BRIEF: Which lines of the data contain the string "HuggingFaceGenerator"? Copy every one of them.
——
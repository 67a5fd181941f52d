//! Kitchen concept images from a hosted text-to-image model.

use async_trait::async_trait;
use serde::Serialize;
use tracing::{info, warn};

use crate::contact::to_data_url;
use crate::errors::ImageError;
use crate::site_config::ImageSection;

const DEFAULT_IMAGE_TYPE: &str = "image/jpeg";

#[async_trait]
pub trait ImageGenerator: Send + Sync {
    /// Render `prompt`, returning the image as a `data:` URL.
    async fn generate(&self, prompt: &str) -> Result<String, ImageError>;
}

#[derive(Debug, Serialize, PartialEq)]
struct InferenceParameters<'a> {
    negative_prompt: &'a str,
    num_inference_steps: u32,
    guidance_scale: f64,
}

#[derive(Debug, Serialize, PartialEq)]
struct InferenceRequest<'a> {
    inputs: &'a str,
    parameters: InferenceParameters<'a>,
}

/// Client for the Hugging Face inference API.
pub struct HuggingFaceGenerator {
    client: reqwest::Client,
    token: Option<String>,
    config: ImageSection,
}

impl HuggingFaceGenerator {
    pub fn new(config: ImageSection, token: Option<String>) -> Result<Self, ImageError> {
        let client = reqwest::Client::builder()
            .timeout(config.timeout())
            .build()?;
        Ok(Self {
            client,
            token: token.filter(|t| !t.trim().is_empty()),
            config,
        })
    }

    fn request_body<'a>(&'a self, prompt: &'a str) -> InferenceRequest<'a> {
        InferenceRequest {
            inputs: prompt,
            parameters: InferenceParameters {
                negative_prompt: &self.config.negative_prompt,
                num_inference_steps: self.config.num_inference_steps,
                guidance_scale: self.config.guidance_scale,
            },
        }
    }
}

#[async_trait]
impl ImageGenerator for HuggingFaceGenerator {
    async fn generate(&self, prompt: &str) -> Result<String, ImageError> {
        let token = self.token.as_deref().ok_or(ImageError::MissingToken)?;

        let resp = self
            .client
            .post(&self.config.model_url)
            .bearer_auth(token)
            .json(&self.request_body(prompt))
            .send()
            .await?;

        let status = resp.status();
        if !status.is_success() {
            warn!(status = status.as_u16(), "image model returned error status");
            return Err(ImageError::UpstreamStatus {
                status: status.as_u16(),
            });
        }

        let content_type = resp
            .headers()
            .get(reqwest::header::CONTENT_TYPE)
            .and_then(|v| v.to_str().ok())
            .map(|v| v.split(';').next().unwrap_or(v).trim().to_string())
            .filter(|v| !v.is_empty())
            .unwrap_or_else(|| DEFAULT_IMAGE_TYPE.to_string());
        let bytes = resp.bytes().await?;

        info!(bytes = bytes.len(), %content_type, "kitchen image generated");
        Ok(to_data_url(&content_type, &bytes))
    }
}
——
FINISHED TASK:
pub struct HuggingFaceGenerator {
impl HuggingFaceGenerator {
impl ImageGenerator for HuggingFaceGenerator {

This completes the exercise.